Why is trading beneficial? It’s easy to understand. I will explain with a small economic unit that you are familiar with: your family.
Imagine that you and your family cut their links to the outside world. You have to grow all your food, make your own clothes, create your means of transportation, and even build the computer which allows you to watch me right now. It’s obvious that you would not be able to do all this and that you would be much poorer.
If instead you concentrate your efforts on one type of work, the one you chose as a trade, and you exchange what you make for other stuff that other people make, you will then be able to access all the goods and services available on the market.
This is what we call the economic advantages of the division of labour. When each of us specializes in what we do best, it takes fewer resources to produce more stuff, more efficiently. That benefits everyone. Of course, we lose these advantages when we close our borders to goods from elsewhere.
The logic of the division of labour is the same when you apply it to larger entities like a region, a province or a country. Those who believe that protectionism is good for the economy should ask themselves this question: why apply it only at the national level? Should we close the borders of Manitoba or New Brunswick to foreign products? Or perhaps restrict commercial exchange between Kitchener and Hamilton?

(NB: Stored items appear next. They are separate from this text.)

impl BlobStore {
    /// Open (or create) a store rooted at `root`.
    ///
    /// Creates the directory tree and database, then reconciles them:
    /// leftover temporary uploads are removed, records whose bytes are gone
    /// are dropped, and stored files without a record are deleted.
    pub fn open(root: impl Into<PathBuf>) -> Result<Self> {
        let root = root.into();
        std::fs::create_dir_all(root.join(BLOBS_DIR))?;
        std::fs::create_dir_all(root.join(TMP_DIR))?;

        let conn = Connection::open(root.join(DB_FILE))?;
        conn.execute_batch(
            "CREATE TABLE IF NOT EXISTS blobs (
                blob_id BLOB PRIMARY KEY,
                size INTEGER NOT NULL,
                links INTEGER NOT NULL CHECK (links >= 1)
            );",
        )?;

        let store = Self {
            root,
            conn: Arc::new(Mutex::new(conn)),
            chunk_size: DEFAULT_CHUNK_SIZE,
            metrics: StoreMetrics::default(),
        };
        store.reconcile()?;

        tracing::info!(
            root = %store.root.display(),
            blobs = store.count()?,
            "blob store opened"
        );
        Ok(store)
    }

    /// Set the chunk size used when draining upload sessions.
    pub fn with_chunk_size(mut self, chunk_size: usize) -> Self {
        self.chunk_size = chunk_size.max(1);
        self
    }

    pub fn root(&self) -> &Path {
        &self.root
    }

    pub fn chunk_size(&self) -> usize {
        self.chunk_size
    }

    pub fn metrics(&self) -> &StoreMetrics {
        &self.metrics
    }

    /// Where the bytes of `blob_id` live once committed.
    pub fn blob_path(&self, blob_id: &BlobId) -> PathBuf {
        let hex = blob_id.to_hex();
        self.root.join(BLOBS_DIR).join(&hex[..2]).join(&hex[2..])
    }

    /// Store the content of `source` and return its digest.
    ///
    /// A new digest is committed with one link; a known digest gains a link
    /// and the duplicate bytes are discarded. On a read failure nothing is
    /// registered and the partial upload is removed. `source` is closed on
    /// every path.
    pub async fn upload<S: DataTransfer>(&self, source: S) -> Result<BlobId> {
        self.ingest(source, Origin::Local).await
    }

    /// Same contract as [`upload`](Self::upload), for bytes arriving from a
    /// peer.
    pub async fn insert_from_remote<S: DataTransfer>(&self, source: S) -> Result<BlobId> {
        self.ingest(source, Origin::Remote).await
    }

    /// Open a read-only session over a stored blob.
    pub async fn download(&self, blob_id: &BlobId) -> Result<FileTransfer> {
        if !self.contains(blob_id)? {
            return Err(BlobError::UnknownBlob(*blob_id));
        }
        match FileTransfer::open(self.blob_path(blob_id)).await {
            Ok(session) => {
                tracing::debug!(blob_id = %blob_id.short(), size = session.len(), "download session opened");
                Ok(session)
            }
            // Reclaimed between the lookup and the open.
            Err(e) if e.kind() == std::io::ErrorKind::NotFound => {
                Err(BlobError::UnknownBlob(*blob_id))
            }
            Err(e) => Err(e.into()),
        }
    }

    /// Add one link. Returns the new count.
    pub async fn link(&self, blob_id: &BlobId) -> Result<u64> {
        let conn = self.conn.lock();
        let links: Option<i64> = conn
            .query_row(
                "UPDATE blobs SET links = links + 1 WHERE blob_id = ?1 RETURNING links",
                rusqlite::params![blob_id.0.as_slice()],
                |row| row.get(0),
            )
            .optional()?;
        let links = links.ok_or(BlobError::UnknownBlob(*blob_id))? as u64;
        tracing::debug!(blob_id = %blob_id.short(), links, "blob linked");
        Ok(links)
    }

    /// Remove one link. Returns the remaining count; at zero the record is
    /// deleted and the bytes are reclaimed.
    pub async fn unlink(&self, blob_id: &BlobId) -> Result<u64> {
        let blob_id = *blob_id;
        let path = self.blob_path(&blob_id);
        let remaining = self
            .with_conn_blocking(move |conn| {
                let links: Option<i64> = conn
                    .query_row(
                        "SELECT links FROM blobs WHERE blob_id = ?1",
                        rusqlite::params![blob_id.0.as_slice()],
                        |row| row.get(0),
                    )
                    .optional()?;
                match links {
                    None => Err(BlobError::UnknownBlob(blob_id)),
                    Some(links) if links > 1 => {
                        conn.execute(
                            "UPDATE blobs SET links = links - 1 WHERE blob_id = ?1",
                            rusqlite::params![blob_id.0.as_slice()],
                        )?;
                        Ok((links - 1) as u64)
                    }
                    Some(_) => {
                        conn.execute(
                            "DELETE FROM blobs WHERE blob_id = ?1",
                            rusqlite::params![blob_id.0.as_slice()],
                        )?;
                        match std::fs::remove_file(&path) {
                            Ok(()) => {}
                            Err(e) if e.kind() == std::io::ErrorKind::NotFound => {}
                            // The record is gone; the next open sweeps the orphan.
                            Err(e) => tracing::warn!(
                                blob_id = %blob_id,
                                path = %path.display(),
                                error = %e,
                                "failed to remove reclaimed blob bytes"
                            ),
                        }
                        Ok(0)
                    }
                }
            })
            .await?;

        if remaining == 0 {
            self.metrics.blobs_reclaimed.fetch_add(1, Ordering::Relaxed);
            tracing::info!(blob_id = %blob_id, "blob reclaimed");
        } else {
            tracing::debug!(blob_id = %blob_id.short(), links = remaining, "blob unlinked");
        }
        Ok(remaining)
    }

    pub fn contains(&self, blob_id: &BlobId) -> Result<bool> {
        Ok(self.link_count(blob_id)?.is_some())
    }

    /// Current link count, `None` if the blob is not stored.
    pub fn link_count(&self, blob_id: &BlobId) -> Result<Option<u64>> {
        Ok(self.record(blob_id)?.map(|r| r.links))
    }

    pub fn record(&self, blob_id: &BlobId) -> Result<Option<BlobRecord>> {
        let conn = self.conn.lock();
        let row: Option<(i64, i64)> = conn
            .query_row(
                "SELECT links, size FROM blobs WHERE blob_id = ?1",
                rusqlite::params![blob_id.0.as_slice()],
                |row| Ok((row.get(0)?, row.get(1)?)),
            )
            .optional()?;
        Ok(row.map(|(links, size)| BlobRecord {
            blob_id: *blob_id,
            location: self.blob_path(blob_id),
            links: links as u64,
            size: size as u64,
        }))
    }

    /// All stored blobs, ordered by digest.
    pub fn list(&self) -> Result<Vec<BlobRecord>> {
        let conn = self.conn.lock();
        let mut stmt = conn.prepare("SELECT blob_id, links, size FROM blobs ORDER BY blob_id")?;
        let rows = stmt.query_map([], |row| {
            let raw: Vec<u8> = row.get(0)?;
            Ok((raw, row.get::<_, i64>(1)?, row.get::<_, i64>(2)?))
        })?;

        let mut records = Vec::new();
        for row in rows {
            let (raw, links, size) = row?;
            let Some(blob_id) = blob_id_from_column(&raw) else {
                tracing::warn!(len = raw.len(), "skipping malformed blob id in metadata");
                continue;
            };
            records.push(BlobRecord {
                blob_id,
                location: self.blob_path(&blob_id),
                links: links as u64,
                size: size as u64,
            });
        }
        Ok(records)
    }

    fn count(&self) -> Result<u64> {
        let conn = self.conn.lock();
        let n: i64 = conn.query_row("SELECT COUNT(*) FROM blobs", [], |row| row.get(0))?;
        Ok(n as u64)
    }

    async fn ingest<S: DataTransfer>(&self, mut source: S, origin: Origin) -> Result<BlobId> {
        let drained = self.drain_to_temp(&mut source).await;
        let closed = source.close().await;

        let (temp, blob_id, size) = match drained {
            Ok(drained) => drained,
            Err(e) => {
                self.metrics.uploads_aborted.fetch_add(1, Ordering::Relaxed);
                tracing::warn!(origin = origin.as_str(), error = %e, "upload aborted");
                return Err(e);
            }
        };
        if let Err(e) = closed {
            // Every byte was read already; the content is complete.
            tracing::debug!(origin = origin.as_str(), error = %e, "source close failed after drain");
        }

        let links = self.commit(temp, blob_id, size).await?;
        if let Origin::Remote = origin {
            self.metrics.remote_inserts.fetch_add(1, Ordering::Relaxed);
        }
        tracing::info!(
            blob_id = %blob_id,
            origin = origin.as_str(),
            size,
            links,
            "blob committed"
        );
        Ok(blob_id)
    }

    /// Drain `source` into a fresh temporary file, hashing as it goes.
    async fn drain_to_temp<S: DataTransfer>(
        &self,
        source: &mut S,
    ) -> Result<(NamedTempFile, BlobId, u64)> {
        let temp = tempfile::Builder::new()
            .prefix("upload-")
            .tempfile_in(self.root.join(TMP_DIR))?;
        let mut file = tokio::fs::File::from_std(temp.as_file().try_clone()?);
        let mut digest = BlobDigest::new();

        loop {
            let chunk = source.read(self.chunk_size).await?;
            if chunk.is_empty() {
                break;
            }
            digest.update(&chunk);
            file.write_all(&chunk).await?;
            self.metrics.ingest.record_chunk(chunk.len());
            tracing::trace!(len = chunk.len(), total = digest.len(), "upload chunk");
        }
        file.flush().await?;
        file.sync_data().await?;

        let size = digest.len();
        Ok((temp, digest.finalize(), size))
    }

    /// Register drained content: move it into place for a new digest, or
    /// add a link and drop the duplicate. Returns the resulting link count.
    async fn commit(&self, temp: NamedTempFile, blob_id: BlobId, size: u64) -> Result<u64> {
        let path = self.blob_path(&blob_id);
        let outcome = self
            .with_conn_blocking(move |conn| {
                let bumped: Option<i64> = conn
                    .query_row(
                        "UPDATE blobs SET links = links + 1 WHERE blob_id = ?1 RETURNING links",
                        rusqlite::params![blob_id.0.as_slice()],
                        |row| row.get(0),
                    )
                    .optional()?;
                if let Some(links) = bumped {
                    return Ok(Commit::Duplicate(links as u64));
                }

                if let Some(parent) = path.parent() {
                    std::fs::create_dir_all(parent)?;
                }
                temp.persist(&path).map_err(|e| BlobError::Storage(e.error))?;

                if let Err(e) = conn.execute(
                    "INSERT INTO blobs (blob_id, size, links) VALUES (?1, ?2, 1)",
                    rusqlite::params![blob_id.0.as_slice(), size as i64],
                ) {
                    let _ = std::fs::remove_file(&path);
                    return Err(e.into());
                }
                Ok(Commit::New)
            })
            .await?;

        match outcome {
            Commit::Duplicate(links) => {
                self.metrics.dedup_hits.fetch_add(1, Ordering::Relaxed);
                tracing::debug!(blob_id = %blob_id.short(), links, "duplicate content, link added");
                Ok(links)
            }
            Commit::New => {
                self.metrics.blobs_committed.fetch_add(1, Ordering::Relaxed);
                Ok(1)
            }
        }
    }

    /// Run `f` under the connection mutex on the blocking pool.
    ///
    /// The work runs to completion even if the caller stops waiting, so a
    /// mutation is never left half done.
    async fn with_conn_blocking<T, F>(&self, f: F) -> Result<T>
    where
        T: Send + 'static,
        F: FnOnce(&Connection) -> Result<T> + Send + 'static,
    {
        let conn = Arc::clone(&self.conn);
        tokio::task::spawn_blocking(move || f(&conn.lock()))
            .await
            .map_err(|e| BlobError::Storage(std::io::Error::other(e)))?
    }

    fn reconcile(&self) -> Result<()> {
        let mut swept_temp = 0usize;
        for entry in std::fs::read_dir(self.root.join(TMP_DIR))? {
            let path = entry?.path();
            if path.is_file() && std::fs::remove_file(&path).is_ok() {
                swept_temp += 1;
            }
        }

        let records = self.list()?;
        let mut dropped = 0usize;
        {
            let conn = self.conn.lock();
            for record in &records {
                if !record.location.is_file() {
                    conn.execute(
                        "DELETE FROM blobs WHERE blob_id = ?1",
                        rusqlite::params![record.blob_id.0.as_slice()],
                    )?;
                    tracing::warn!(blob_id = %record.blob_id, "dropping record with missing bytes");
                    dropped += 1;
                }
            }
        }

        let mut orphans = 0usize;
        for shard in std::fs::read_dir(self.root.join(BLOBS_DIR))? {
            let shard = shard?.path();
            if !shard.is_dir() {
                continue;
            }
            for entry in std::fs::read_dir(&shard)? {
                let path = entry?.path();
                let known = stored_blob_id(&shard, &path)
                    .is_some_and(|id| records.iter().any(|r| r.blob_id == id));
                if !known {
                    tracing::warn!(path = %path.display(), "removing stored file without a record");
                    if path.is_dir() {
                        std::fs::remove_dir_all(&path)?;
                    } else {
                        std::fs::remove_file(&path)?;
                    }
                    orphans += 1;
                }
            }
        }

        if swept_temp + dropped + orphans > 0 {
            tracing::info!(swept_temp, dropped, orphans, "blob store reconciled");
        }
        Ok(())
    }
}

It’s also inevitable that as we close our borders, we encourage other countries to do the same to our own exports. One of the measures that contributed most to the Great Depression is the adoption of the Smoot-Hawley tariffs by the American government in 1930. Other countries then retaliated and international trade collapsed by two thirds within a few years.
At the end of the day, protectionism means that we prevent people from buying what they want. It means limiting freedom of choice. And it means making everyone poorer in order to protect some businesses that cannot face competition from abroad. It may help save jobs in some industries in the short term, but we’re going to lose at least as many in other industries that depend on foreign markets.
Our government firmly believes in the benefits of trade, including in times of crisis. This is why we are currently negotiating an ambitious free-trade agreement with the European Union. And why two weeks ago, the minister of International Trade, Stockwell Day, asked our American friends to enlarge NAFTA, in order to also cover spending by states, provinces and cities.
Protectionism is an illusion. Let’s not repeat the errors of the Great Depression. Let’s keep our markets open and leave people free to decide what they want to buy.
Talk to you again soon.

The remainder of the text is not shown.